Dataset entries
──────────

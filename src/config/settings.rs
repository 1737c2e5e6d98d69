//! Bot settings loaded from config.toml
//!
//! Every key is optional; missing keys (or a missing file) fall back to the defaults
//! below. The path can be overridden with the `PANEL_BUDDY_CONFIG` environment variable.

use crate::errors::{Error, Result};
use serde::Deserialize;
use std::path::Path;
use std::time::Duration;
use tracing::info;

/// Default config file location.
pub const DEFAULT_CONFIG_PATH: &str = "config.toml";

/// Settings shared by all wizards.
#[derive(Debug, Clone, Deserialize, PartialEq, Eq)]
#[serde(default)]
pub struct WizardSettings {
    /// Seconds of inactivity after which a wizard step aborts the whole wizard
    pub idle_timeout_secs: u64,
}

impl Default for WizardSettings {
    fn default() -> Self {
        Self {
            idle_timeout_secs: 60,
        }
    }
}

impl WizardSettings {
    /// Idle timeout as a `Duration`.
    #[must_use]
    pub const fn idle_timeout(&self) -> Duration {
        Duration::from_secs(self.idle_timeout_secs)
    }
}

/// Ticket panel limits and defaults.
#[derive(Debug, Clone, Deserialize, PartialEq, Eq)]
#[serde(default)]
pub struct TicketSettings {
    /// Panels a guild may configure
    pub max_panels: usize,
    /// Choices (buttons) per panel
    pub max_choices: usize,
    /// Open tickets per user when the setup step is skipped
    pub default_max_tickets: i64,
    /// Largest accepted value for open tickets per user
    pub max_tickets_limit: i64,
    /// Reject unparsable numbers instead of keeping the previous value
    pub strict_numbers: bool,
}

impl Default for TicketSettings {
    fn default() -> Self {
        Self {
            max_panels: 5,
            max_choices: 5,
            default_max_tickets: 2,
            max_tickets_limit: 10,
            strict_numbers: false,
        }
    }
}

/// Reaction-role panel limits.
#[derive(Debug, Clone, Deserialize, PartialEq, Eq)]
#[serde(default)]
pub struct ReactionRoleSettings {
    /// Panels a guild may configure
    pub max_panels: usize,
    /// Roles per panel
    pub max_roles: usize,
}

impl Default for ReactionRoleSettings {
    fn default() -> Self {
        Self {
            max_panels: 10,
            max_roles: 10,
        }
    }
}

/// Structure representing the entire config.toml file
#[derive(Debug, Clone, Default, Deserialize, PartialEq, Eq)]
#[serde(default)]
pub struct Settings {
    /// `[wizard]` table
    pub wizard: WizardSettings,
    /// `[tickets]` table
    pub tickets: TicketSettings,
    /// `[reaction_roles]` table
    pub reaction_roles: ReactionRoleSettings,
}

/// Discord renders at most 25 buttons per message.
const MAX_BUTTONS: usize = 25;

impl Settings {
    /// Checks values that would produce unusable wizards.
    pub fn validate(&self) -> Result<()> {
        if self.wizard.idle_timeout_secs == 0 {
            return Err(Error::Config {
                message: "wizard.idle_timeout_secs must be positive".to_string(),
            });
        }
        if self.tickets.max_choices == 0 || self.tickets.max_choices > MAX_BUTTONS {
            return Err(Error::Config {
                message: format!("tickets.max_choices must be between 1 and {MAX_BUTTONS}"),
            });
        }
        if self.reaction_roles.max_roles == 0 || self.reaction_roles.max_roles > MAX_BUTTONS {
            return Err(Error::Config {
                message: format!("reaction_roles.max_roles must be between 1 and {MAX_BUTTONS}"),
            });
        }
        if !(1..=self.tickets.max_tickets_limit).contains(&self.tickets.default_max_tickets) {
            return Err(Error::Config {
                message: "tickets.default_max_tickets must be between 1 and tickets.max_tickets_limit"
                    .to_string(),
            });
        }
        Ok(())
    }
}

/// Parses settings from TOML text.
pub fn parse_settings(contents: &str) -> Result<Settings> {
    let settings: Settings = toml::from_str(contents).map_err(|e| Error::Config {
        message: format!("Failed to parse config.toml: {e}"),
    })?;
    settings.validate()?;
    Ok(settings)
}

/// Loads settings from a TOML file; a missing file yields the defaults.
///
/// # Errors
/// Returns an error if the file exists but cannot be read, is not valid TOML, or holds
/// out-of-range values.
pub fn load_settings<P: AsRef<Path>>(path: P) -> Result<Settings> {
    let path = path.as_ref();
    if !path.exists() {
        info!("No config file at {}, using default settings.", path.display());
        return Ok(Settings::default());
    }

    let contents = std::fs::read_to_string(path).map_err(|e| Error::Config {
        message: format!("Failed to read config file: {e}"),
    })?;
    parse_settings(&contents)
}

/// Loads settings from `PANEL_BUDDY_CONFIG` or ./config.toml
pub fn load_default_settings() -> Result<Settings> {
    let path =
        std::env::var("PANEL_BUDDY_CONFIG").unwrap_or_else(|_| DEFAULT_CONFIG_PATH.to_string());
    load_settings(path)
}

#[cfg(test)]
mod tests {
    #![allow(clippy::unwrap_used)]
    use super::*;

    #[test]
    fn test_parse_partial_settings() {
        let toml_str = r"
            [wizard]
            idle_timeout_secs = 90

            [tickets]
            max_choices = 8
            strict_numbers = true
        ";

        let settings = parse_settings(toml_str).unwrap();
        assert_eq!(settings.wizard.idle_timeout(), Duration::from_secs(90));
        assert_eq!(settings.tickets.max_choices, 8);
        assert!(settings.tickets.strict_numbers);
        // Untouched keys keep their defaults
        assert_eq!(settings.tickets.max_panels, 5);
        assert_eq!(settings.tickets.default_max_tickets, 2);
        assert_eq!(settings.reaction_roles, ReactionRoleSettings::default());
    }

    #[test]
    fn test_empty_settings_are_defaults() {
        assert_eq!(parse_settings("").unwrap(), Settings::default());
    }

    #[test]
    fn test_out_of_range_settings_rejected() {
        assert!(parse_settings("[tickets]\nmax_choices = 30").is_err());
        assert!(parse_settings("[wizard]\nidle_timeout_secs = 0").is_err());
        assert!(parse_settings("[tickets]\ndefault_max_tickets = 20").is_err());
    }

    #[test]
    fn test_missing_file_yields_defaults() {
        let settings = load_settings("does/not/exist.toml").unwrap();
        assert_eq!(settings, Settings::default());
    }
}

──────────

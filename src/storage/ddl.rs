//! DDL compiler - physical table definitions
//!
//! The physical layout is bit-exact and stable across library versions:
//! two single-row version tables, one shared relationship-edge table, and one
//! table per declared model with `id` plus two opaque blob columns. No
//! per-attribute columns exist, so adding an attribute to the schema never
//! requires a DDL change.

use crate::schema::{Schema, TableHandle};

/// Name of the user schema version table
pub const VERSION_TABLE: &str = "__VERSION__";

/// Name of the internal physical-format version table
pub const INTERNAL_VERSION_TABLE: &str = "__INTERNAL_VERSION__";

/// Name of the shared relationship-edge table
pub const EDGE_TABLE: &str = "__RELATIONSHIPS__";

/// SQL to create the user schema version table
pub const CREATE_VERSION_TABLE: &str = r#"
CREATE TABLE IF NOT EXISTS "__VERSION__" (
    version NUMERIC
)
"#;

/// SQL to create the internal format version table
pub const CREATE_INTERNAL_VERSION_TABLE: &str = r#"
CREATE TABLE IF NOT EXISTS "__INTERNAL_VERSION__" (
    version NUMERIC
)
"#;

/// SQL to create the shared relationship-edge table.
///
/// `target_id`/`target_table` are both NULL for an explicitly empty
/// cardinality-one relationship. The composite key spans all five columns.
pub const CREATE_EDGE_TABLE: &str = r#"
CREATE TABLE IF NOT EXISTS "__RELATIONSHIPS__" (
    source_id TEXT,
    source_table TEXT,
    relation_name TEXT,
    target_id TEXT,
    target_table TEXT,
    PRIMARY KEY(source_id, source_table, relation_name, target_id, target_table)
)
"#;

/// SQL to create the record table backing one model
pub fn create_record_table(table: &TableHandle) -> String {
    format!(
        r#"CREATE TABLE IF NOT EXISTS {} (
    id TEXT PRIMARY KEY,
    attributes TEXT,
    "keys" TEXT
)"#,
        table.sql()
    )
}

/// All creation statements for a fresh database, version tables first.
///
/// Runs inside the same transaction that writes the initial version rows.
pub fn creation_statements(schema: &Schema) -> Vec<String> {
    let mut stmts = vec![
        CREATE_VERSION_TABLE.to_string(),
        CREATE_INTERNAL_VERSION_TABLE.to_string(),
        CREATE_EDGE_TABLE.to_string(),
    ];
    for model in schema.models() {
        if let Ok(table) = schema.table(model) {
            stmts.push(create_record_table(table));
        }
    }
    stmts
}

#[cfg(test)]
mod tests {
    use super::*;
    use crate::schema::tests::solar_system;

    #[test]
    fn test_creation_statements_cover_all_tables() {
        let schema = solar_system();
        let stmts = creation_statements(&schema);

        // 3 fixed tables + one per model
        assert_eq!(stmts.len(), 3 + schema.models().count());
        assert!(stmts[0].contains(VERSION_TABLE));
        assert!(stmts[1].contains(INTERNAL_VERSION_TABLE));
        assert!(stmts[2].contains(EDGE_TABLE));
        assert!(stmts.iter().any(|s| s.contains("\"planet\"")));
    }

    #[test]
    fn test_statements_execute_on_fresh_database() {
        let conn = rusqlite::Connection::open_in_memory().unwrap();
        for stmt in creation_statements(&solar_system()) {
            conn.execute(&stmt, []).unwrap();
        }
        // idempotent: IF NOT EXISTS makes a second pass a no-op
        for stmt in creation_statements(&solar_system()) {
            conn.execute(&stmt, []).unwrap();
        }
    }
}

──────────

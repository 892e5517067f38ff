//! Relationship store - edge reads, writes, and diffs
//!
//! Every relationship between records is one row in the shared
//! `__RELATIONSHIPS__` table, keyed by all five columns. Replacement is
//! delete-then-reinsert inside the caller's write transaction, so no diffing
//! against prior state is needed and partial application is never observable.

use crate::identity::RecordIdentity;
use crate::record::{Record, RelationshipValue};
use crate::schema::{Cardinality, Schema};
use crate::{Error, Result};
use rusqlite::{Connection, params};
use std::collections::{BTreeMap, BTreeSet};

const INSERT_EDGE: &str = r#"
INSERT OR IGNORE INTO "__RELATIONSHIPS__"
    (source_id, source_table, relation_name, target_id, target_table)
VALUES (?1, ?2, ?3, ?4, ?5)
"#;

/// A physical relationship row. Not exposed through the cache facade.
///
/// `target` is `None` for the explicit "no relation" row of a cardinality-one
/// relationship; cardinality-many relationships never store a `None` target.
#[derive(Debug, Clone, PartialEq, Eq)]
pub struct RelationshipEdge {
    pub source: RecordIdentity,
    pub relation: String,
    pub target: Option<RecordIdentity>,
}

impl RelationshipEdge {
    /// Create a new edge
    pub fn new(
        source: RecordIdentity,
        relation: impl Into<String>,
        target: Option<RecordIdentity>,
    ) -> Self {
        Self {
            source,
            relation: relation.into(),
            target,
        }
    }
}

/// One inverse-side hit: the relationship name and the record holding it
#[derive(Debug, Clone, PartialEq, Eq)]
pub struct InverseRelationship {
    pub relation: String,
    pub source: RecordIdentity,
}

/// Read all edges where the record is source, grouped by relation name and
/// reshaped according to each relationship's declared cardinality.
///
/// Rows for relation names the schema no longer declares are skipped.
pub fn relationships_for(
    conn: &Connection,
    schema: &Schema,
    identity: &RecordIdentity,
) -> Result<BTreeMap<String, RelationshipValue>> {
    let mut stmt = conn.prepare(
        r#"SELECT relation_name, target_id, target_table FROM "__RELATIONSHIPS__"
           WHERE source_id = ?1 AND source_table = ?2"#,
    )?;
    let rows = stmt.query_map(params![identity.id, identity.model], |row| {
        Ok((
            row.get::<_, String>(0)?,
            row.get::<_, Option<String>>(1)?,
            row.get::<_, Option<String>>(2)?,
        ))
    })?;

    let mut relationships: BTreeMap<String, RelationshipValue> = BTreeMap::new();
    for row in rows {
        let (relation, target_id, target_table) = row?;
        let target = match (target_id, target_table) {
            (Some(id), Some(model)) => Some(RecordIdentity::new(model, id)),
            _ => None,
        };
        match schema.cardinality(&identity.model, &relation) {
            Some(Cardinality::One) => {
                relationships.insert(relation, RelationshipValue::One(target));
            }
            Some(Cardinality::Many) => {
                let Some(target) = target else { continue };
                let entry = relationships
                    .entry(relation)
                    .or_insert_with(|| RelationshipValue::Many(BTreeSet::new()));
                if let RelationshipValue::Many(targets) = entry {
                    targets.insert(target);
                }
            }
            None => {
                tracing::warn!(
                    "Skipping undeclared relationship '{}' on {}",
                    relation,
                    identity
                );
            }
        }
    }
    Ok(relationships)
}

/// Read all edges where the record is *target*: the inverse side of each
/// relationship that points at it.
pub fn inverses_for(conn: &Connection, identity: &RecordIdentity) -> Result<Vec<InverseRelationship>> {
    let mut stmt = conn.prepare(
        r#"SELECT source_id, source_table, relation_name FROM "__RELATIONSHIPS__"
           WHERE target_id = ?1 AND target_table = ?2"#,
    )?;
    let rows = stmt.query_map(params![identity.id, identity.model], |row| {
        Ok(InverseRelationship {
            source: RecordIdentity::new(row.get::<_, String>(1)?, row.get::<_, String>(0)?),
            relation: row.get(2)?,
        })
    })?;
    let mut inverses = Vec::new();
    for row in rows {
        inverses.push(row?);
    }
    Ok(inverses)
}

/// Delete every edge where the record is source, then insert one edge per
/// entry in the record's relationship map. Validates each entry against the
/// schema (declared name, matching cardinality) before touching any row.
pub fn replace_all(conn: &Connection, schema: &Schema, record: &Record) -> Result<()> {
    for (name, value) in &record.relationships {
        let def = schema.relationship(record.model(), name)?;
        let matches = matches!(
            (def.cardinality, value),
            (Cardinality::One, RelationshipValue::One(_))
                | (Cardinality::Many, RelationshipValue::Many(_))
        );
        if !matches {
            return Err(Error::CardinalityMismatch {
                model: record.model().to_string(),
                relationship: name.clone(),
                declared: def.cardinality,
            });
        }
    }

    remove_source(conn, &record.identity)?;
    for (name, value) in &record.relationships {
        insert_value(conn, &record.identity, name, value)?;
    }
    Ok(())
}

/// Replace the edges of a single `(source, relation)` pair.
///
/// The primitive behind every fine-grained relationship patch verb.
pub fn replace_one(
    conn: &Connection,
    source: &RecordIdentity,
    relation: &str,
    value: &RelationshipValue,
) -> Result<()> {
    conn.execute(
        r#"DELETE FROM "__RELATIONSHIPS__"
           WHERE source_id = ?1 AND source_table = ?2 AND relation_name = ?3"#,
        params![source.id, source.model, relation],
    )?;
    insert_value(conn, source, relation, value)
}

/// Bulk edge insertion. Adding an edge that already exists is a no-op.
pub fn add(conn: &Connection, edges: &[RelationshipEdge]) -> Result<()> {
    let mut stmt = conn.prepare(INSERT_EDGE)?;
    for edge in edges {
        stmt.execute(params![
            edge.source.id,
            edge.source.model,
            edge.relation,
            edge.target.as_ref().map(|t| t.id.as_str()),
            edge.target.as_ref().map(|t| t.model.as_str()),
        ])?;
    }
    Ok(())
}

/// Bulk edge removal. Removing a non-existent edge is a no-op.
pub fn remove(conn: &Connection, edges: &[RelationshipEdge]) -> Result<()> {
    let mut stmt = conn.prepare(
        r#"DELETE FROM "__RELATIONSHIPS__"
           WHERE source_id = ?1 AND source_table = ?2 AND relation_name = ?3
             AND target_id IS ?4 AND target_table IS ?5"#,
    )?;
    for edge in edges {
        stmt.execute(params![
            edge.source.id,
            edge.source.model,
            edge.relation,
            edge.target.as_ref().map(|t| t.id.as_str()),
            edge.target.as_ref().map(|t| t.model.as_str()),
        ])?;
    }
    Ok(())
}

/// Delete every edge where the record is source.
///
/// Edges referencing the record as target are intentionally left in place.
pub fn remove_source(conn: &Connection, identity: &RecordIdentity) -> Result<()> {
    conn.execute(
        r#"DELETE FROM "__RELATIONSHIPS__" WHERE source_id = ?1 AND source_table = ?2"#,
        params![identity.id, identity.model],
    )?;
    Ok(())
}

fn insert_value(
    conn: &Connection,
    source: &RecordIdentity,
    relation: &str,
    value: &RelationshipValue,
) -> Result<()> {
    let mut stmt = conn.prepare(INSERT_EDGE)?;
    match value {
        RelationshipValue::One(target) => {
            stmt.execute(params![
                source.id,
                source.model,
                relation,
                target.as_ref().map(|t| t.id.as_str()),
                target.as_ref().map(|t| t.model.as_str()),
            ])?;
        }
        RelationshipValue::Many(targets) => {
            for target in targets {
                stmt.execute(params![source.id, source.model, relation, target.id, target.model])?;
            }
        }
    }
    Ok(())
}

──────────

• Work required: Report every line in the data that holds "contains", copying each one.

• The completed task:
        if !(1..=self.tickets.max_tickets_limit).contains(&self.tickets.default_max_tickets) {
        assert!(stmts[0].contains(VERSION_TABLE));
        assert!(stmts[1].contains(INTERNAL_VERSION_TABLE));
        assert!(stmts[2].contains(EDGE_TABLE));
        assert!(stmts.iter().any(|s| s.contains("\"planet\"")));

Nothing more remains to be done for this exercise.